Tak jak wcześniej wspomniano aby zapobiec SIDS zadbajmy o wczesną i regularną opiekę prenatalną, kładźmy dziecko na twardym i płaskim materacu, nigdy na poduszce, kanapie, krześle lub na innej miękkiej powierzchni. Starajmy się ograniczać ilość pościeli, przykryjmy materac prześcieradłem i miękkie przedmioty jak maskotki, kocyki trzymajmy poza miejscem snu.
Złym pomysłem są wszelkie ochrony czy tzw. zderzaki w łóżeczku, ponieważ takie podkładki mogą być przyczyna uduszenia. Starajmy się dzielić pokój z dzieckiem, ale nie łóżko.

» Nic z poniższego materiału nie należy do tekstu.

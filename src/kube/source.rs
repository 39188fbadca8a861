//! Floor-plan source: reads and writes the remote SVG document.
//!
//! DESIGN
//! ======
//! [`LocationSource`] is the seam between the cache and the network so the
//! cache state machine can be driven by a scripted source in tests. The HTTP
//! implementation distinguishes 404 (`NotFound`) from every other failure
//! (`Transport`) because the two drive different cache states.
//!
//! Writes pick `POST` for a first upload and `PUT` for a replacement; see
//! [`choose_write_verb`].

use std::time::Duration;

use reqwest::{Method, StatusCode};
use serde::Deserialize;

use super::types::{CacheState, FetchError, WriteVerb};
use crate::config::KubeConfig;

/// Remote home of the floor-plan document.
#[async_trait::async_trait]
pub trait LocationSource: Send + Sync {
    /// Read the current floor-plan document as raw text.
    async fn fetch(&self) -> Result<String, FetchError>;

    /// Write a full replacement document with the given verb.
    async fn replace(&self, document: &str, verb: WriteVerb) -> Result<(), FetchError>;

    /// Delete the floor-plan document. Deleting an absent document succeeds.
    async fn remove(&self) -> Result<(), FetchError>;
}

/// Pick the write verb from the cache state alone: a document known to be
/// absent is created, anything else is overwritten.
#[must_use]
pub fn choose_write_verb(state: CacheState) -> WriteVerb {
    match state {
        CacheState::InvalidNotFound => WriteVerb::Create,
        CacheState::Unknown | CacheState::Valid | CacheState::InvalidEmpty => WriteVerb::Overwrite,
    }
}

// =============================================================================
// HTTP SOURCE
// =============================================================================

/// JSON envelope returned by the write endpoint.
#[derive(Debug, Default, Deserialize)]
struct WriteEnvelope {
    success: Option<bool>,
    message: Option<String>,
    error: Option<String>,
}

/// [`LocationSource`] backed by the catalog's REST API.
pub struct HttpLocationSource {
    http: reqwest::Client,
    url: String,
}

impl HttpLocationSource {
    /// Build a source for the floor-plan endpoint described by `config`.
    ///
    /// # Errors
    ///
    /// Returns [`FetchError::Transport`] if the HTTP client cannot be built.
    pub fn new(config: &KubeConfig) -> Result<Self, FetchError> {
        let mut builder = reqwest::Client::builder().connect_timeout(Duration::from_secs(config.connect_timeout_secs));
        if let Some(secs) = config.request_timeout_secs {
            builder = builder.timeout(Duration::from_secs(secs));
        }
        let http = builder
            .build()
            .map_err(|e| FetchError::Transport(format!("http client build failed: {e}")))?;
        Ok(Self { http, url: config.floorplan_url() })
    }

    /// Endpoint this source reads and writes.
    #[must_use]
    pub fn url(&self) -> &str {
        &self.url
    }
}

#[async_trait::async_trait]
impl LocationSource for HttpLocationSource {
    async fn fetch(&self) -> Result<String, FetchError> {
        let response = self.http.get(&self.url).send().await.map_err(transport)?;
        let status = response.status();
        if status == StatusCode::NOT_FOUND {
            return Err(FetchError::NotFound);
        }
        if !status.is_success() {
            return Err(status_error("fetch", status));
        }
        response.text().await.map_err(transport)
    }

    async fn replace(&self, document: &str, verb: WriteVerb) -> Result<(), FetchError> {
        let method = match verb {
            WriteVerb::Create => Method::POST,
            WriteVerb::Overwrite => Method::PUT,
        };
        let response = self
            .http
            .request(method, &self.url)
            .header(reqwest::header::CONTENT_TYPE, "image/svg+xml")
            .body(document.to_owned())
            .send()
            .await
            .map_err(transport)?;

        let status = response.status();
        let body = response.text().await.map_err(transport)?;
        if !status.is_success() {
            return Err(write_rejected(status, &body));
        }
        check_envelope(&body)
    }

    async fn remove(&self) -> Result<(), FetchError> {
        let response = self.http.delete(&self.url).send().await.map_err(transport)?;
        let status = response.status();
        if status == StatusCode::NOT_FOUND {
            tracing::info!(url = %self.url, "floor plan already absent");
            return Ok(());
        }
        let body = response.text().await.map_err(transport)?;
        if !status.is_success() {
            return Err(write_rejected(status, &body));
        }
        check_envelope(&body)
    }
}

fn transport(err: reqwest::Error) -> FetchError {
    FetchError::Transport(err.to_string())
}

fn status_error(op: &str, status: StatusCode) -> FetchError {
    FetchError::Transport(format!("{op} failed: {status}"))
}

/// Non-2xx write: prefer the server's own explanation when it sent one.
fn write_rejected(status: StatusCode, body: &str) -> FetchError {
    match serde_json::from_str::<WriteEnvelope>(body) {
        Ok(env) => match env.error.or(env.message) {
            Some(reason) => FetchError::Transport(format!("write failed: {status}: {reason}")),
            None => status_error("write", status),
        },
        Err(_) => status_error("write", status),
    }
}

/// 2xx write: an explicit `{success: false}` envelope still means the write
/// was refused. Bodies that are not a JSON envelope are accepted as success.
fn check_envelope(body: &str) -> Result<(), FetchError> {
    let Ok(env) = serde_json::from_str::<WriteEnvelope>(body) else {
        return Ok(());
    };
    if env.success != Some(false) {
        return Ok(());
    }
    let reason = env.error.or(env.message).unwrap_or_else(|| "write rejected".to_owned());
    Err(FetchError::Transport(reason))
}

#[cfg(test)]
#[path = "source_test.rs"]
mod tests;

Karmienie piersią co najmniej do 6 miesiąca życia także zmniejsza ryzyko SIDS. Proponujmy smoczek, ale nie zmuszajmy do niego. Nie ubierajmy dzieci nadmiernie, nie przykrywajmy główki podczas snu. Kategorycznie nie powinno się palić w trakcie ciąży i po porodzie. Starajmy się nie pozwalać na sen w urządzeniach do tego nie zaprojektowanych jak fotelik samochodowy, poduszka do karmienia, leżanki. Nie używajmy pozycjonerów, które potencjalnie mają zmniejszyć ryzyko SIDS . Żaden ze znanych produktów nie jest w stanie tego zrobić. Monitory oddechu mogą ewentualnie podnieść komfort opieki nad dzieckiem i pozwolić na szybką reakcje w wypadku zagrożenia.

Niestety cały czas nie znamy konkretnej przyczyny nagłej śmierci łóżeczkowej co sprawia, że jeszcze bardziej się jej obawiamy. Na szczęście jest niezwykle rzadka i stosując środki ostrożności możemy znacząco zmniejszyć ryzyko jej wystąpienia.